What the task asks:
Look through the entries below and report how many lines hold the string "None". Only the number is wanted.

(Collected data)
//! Session credential resolution.
//!
//! A session is an opaque bearer token handed out at OTP request time. Only
//! the SHA-512 of the token is stored, so lookups hash the presented
//! credential first. Resolution reconstructs a [`SessionContext`] per request
//! and never caches it across requests.

use async_trait::async_trait;
use axum::http::HeaderMap;
use serde::{Deserialize, Serialize};
use sha2::{Digest, Sha512};
use sqlx::{PgPool, Row};
use thiserror::Error;
use uuid::Uuid;

use crate::error::ApiError;

/// Where an account stands in the mandatory profile-setup flow.
///
/// `NotApplicable` covers person rows that predate the onboarding flag
/// (NULL column); guards that demand a concrete stage reject it.
#[derive(Debug, Clone, Copy, PartialEq, Eq, Serialize, Deserialize)]
#[serde(rename_all = "kebab-case")]
pub enum OnboardingStatus {
    Incomplete,
    Complete,
    NotApplicable,
}

impl OnboardingStatus {
    pub fn from_column(onboarded: Option<bool>) -> Self {
        match onboarded {
            Some(true) => OnboardingStatus::Complete,
            Some(false) => OnboardingStatus::Incomplete,
            None => OnboardingStatus::NotApplicable,
        }
    }
}

/// Authenticated request context, rebuilt from the credential on every
/// request and injected into request extensions by the policy middleware.
#[derive(Debug, Clone)]
pub struct SessionContext {
    pub person_id: i64,
    pub person_uuid: Uuid,
    pub onboarding: OnboardingStatus,
    pub signed_in: bool,
    /// Hash of the presenting credential, used by handlers that mutate the
    /// session row itself (sign-out, OTP checks).
    pub credential_hash: String,
}

#[derive(Debug, Error)]
pub enum SessionError {
    #[error("session not found")]
    NotFound,
    #[error("session store unavailable: {0}")]
    Unavailable(String),
}

/// Store of active sessions. Production backs this with Postgres; tests
/// inject in-memory fakes.
#[async_trait]
pub trait SessionStore: Send + Sync {
    /// Look up a live session by hashed credential. Must resolve to exactly
    /// one live person record or fail with `NotFound`.
    async fn lookup(&self, credential_hash: &str) -> Result<SessionContext, SessionError>;
}

/// Hex SHA-512 of a session token; what the store keys on.
pub fn hash_credential(token: &str) -> String {
    use std::fmt::Write;

    let digest = Sha512::digest(token.as_bytes());
    let mut out = String::with_capacity(digest.len() * 2);
    for byte in digest {
        let _ = write!(out, "{byte:02x}");
    }
    out
}

/// Pull the bearer credential out of the Authorization header.
pub fn bearer_credential(headers: &HeaderMap) -> Option<&str> {
    let value = headers.get("authorization")?.to_str().ok()?;
    let token = value.strip_prefix("Bearer ")?.trim();
    if token.is_empty() {
        None
    } else {
        Some(token)
    }
}

/// Resolve the request's credential into a session context.
///
/// Missing, malformed, expired, and unresolvable credentials all surface as
/// `INVALID_SESSION`; a store outage fails closed as a server error rather
/// than letting the request through unauthenticated.
pub async fn resolve(
    store: &dyn SessionStore,
    headers: &HeaderMap,
) -> Result<SessionContext, ApiError> {
    let token = bearer_credential(headers)
        .ok_or_else(|| ApiError::invalid_session("Missing session token"))?;

    match store.lookup(&hash_credential(token)).await {
        Ok(ctx) => Ok(ctx),
        Err(SessionError::NotFound) => {
            tracing::debug!("session resolution failed: unknown or expired token");
            Err(ApiError::invalid_session("Unknown or expired session token"))
        }
        Err(err @ SessionError::Unavailable(_)) => Err(err.into()),
    }
}

/// Postgres-backed session store.
pub struct PgSessionStore {
    pool: PgPool,
}

impl PgSessionStore {
    pub fn new(pool: PgPool) -> Self {
        Self { pool }
    }
}

#[async_trait]
impl SessionStore for PgSessionStore {
    async fn lookup(&self, credential_hash: &str) -> Result<SessionContext, SessionError> {
        let query = r#"
            SELECT
                s.person_id,
                p.uuid AS person_uuid,
                p.onboarded,
                s.signed_in
            FROM person_session s
            JOIN person p ON p.id = s.person_id
            WHERE s.token_hash = $1
            AND s.expires_at > NOW()
            AND p.activated
        "#;

        let row = sqlx::query(query)
            .bind(credential_hash)
            .fetch_optional(&self.pool)
            .await
            .map_err(|e| SessionError::Unavailable(e.to_string()))?
            .ok_or(SessionError::NotFound)?;

        Ok(SessionContext {
            person_id: row.get("person_id"),
            person_uuid: row.get("person_uuid"),
            onboarding: OnboardingStatus::from_column(row.get("onboarded")),
            signed_in: row.get("signed_in"),
            credential_hash: credential_hash.to_string(),
        })
    }
}

#[cfg(test)]
mod tests {
    use super::*;
    use axum::http::HeaderValue;
    use std::collections::HashMap;

    struct MapStore {
        sessions: HashMap<String, SessionContext>,
        unavailable: bool,
    }

    #[async_trait]
    impl SessionStore for MapStore {
        async fn lookup(&self, credential_hash: &str) -> Result<SessionContext, SessionError> {
            if self.unavailable {
                return Err(SessionError::Unavailable("connection refused".into()));
            }
            self.sessions
                .get(credential_hash)
                .cloned()
                .ok_or(SessionError::NotFound)
        }
    }

    fn ctx(person_id: i64) -> SessionContext {
        SessionContext {
            person_id,
            person_uuid: Uuid::new_v4(),
            onboarding: OnboardingStatus::Complete,
            signed_in: true,
            credential_hash: String::new(),
        }
    }

    fn headers_with_token(token: &str) -> HeaderMap {
        let mut headers = HeaderMap::new();
        headers.insert(
            "authorization",
            HeaderValue::from_str(&format!("Bearer {token}")).unwrap(),
        );
        headers
    }

    #[test]
    fn hashing_is_stable_and_hex() {
        let a = hash_credential("token-1");
        let b = hash_credential("token-1");
        assert_eq!(a, b);
        assert_eq!(a.len(), 128);
        assert!(a.chars().all(|c| c.is_ascii_hexdigit()));
        assert_ne!(a, hash_credential("token-2"));
    }

    #[test]
    fn bearer_extraction() {
        assert_eq!(
            bearer_credential(&headers_with_token("abc")),
            Some("abc")
        );
        assert_eq!(bearer_credential(&HeaderMap::new()), None);

        let mut basic = HeaderMap::new();
        basic.insert("authorization", HeaderValue::from_static("Basic abc"));
        assert_eq!(bearer_credential(&basic), None);

        assert_eq!(bearer_credential(&headers_with_token("")), None);
    }

    #[tokio::test]
    async fn resolves_valid_credential_to_its_owner() {
        let mut sessions = HashMap::new();
        sessions.insert(hash_credential("good-token"), ctx(42));
        let store = MapStore {
            sessions,
            unavailable: false,
        };

        let resolved = resolve(&store, &headers_with_token("good-token"))
            .await
            .unwrap();
        assert_eq!(resolved.person_id, 42);
    }

    #[tokio::test]
    async fn unknown_credential_is_invalid_session() {
        let store = MapStore {
            sessions: HashMap::new(),
            unavailable: false,
        };

        let err = resolve(&store, &headers_with_token("nope")).await.unwrap_err();
        assert_eq!(err.error_code(), "INVALID_SESSION");
    }

    #[tokio::test]
    async fn missing_header_is_invalid_session() {
        let store = MapStore {
            sessions: HashMap::new(),
            unavailable: false,
        };

        let err = resolve(&store, &HeaderMap::new()).await.unwrap_err();
        assert_eq!(err.error_code(), "INVALID_SESSION");
    }

    #[tokio::test]
    async fn store_outage_fails_closed() {
        let store = MapStore {
            sessions: HashMap::new(),
            unavailable: true,
        };

        let err = resolve(&store, &headers_with_token("any")).await.unwrap_err();
        assert_eq!(err.error_code(), "STORE_UNAVAILABLE");
    }

    #[test]
    fn onboarding_column_mapping() {
        assert_eq!(
            OnboardingStatus::from_column(Some(true)),
            OnboardingStatus::Complete
        );
        assert_eq!(
            OnboardingStatus::from_column(Some(false)),
            OnboardingStatus::Incomplete
        );
        assert_eq!(
            OnboardingStatus::from_column(None),
            OnboardingStatus::NotApplicable
        );
    }
}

Solved exercise:
6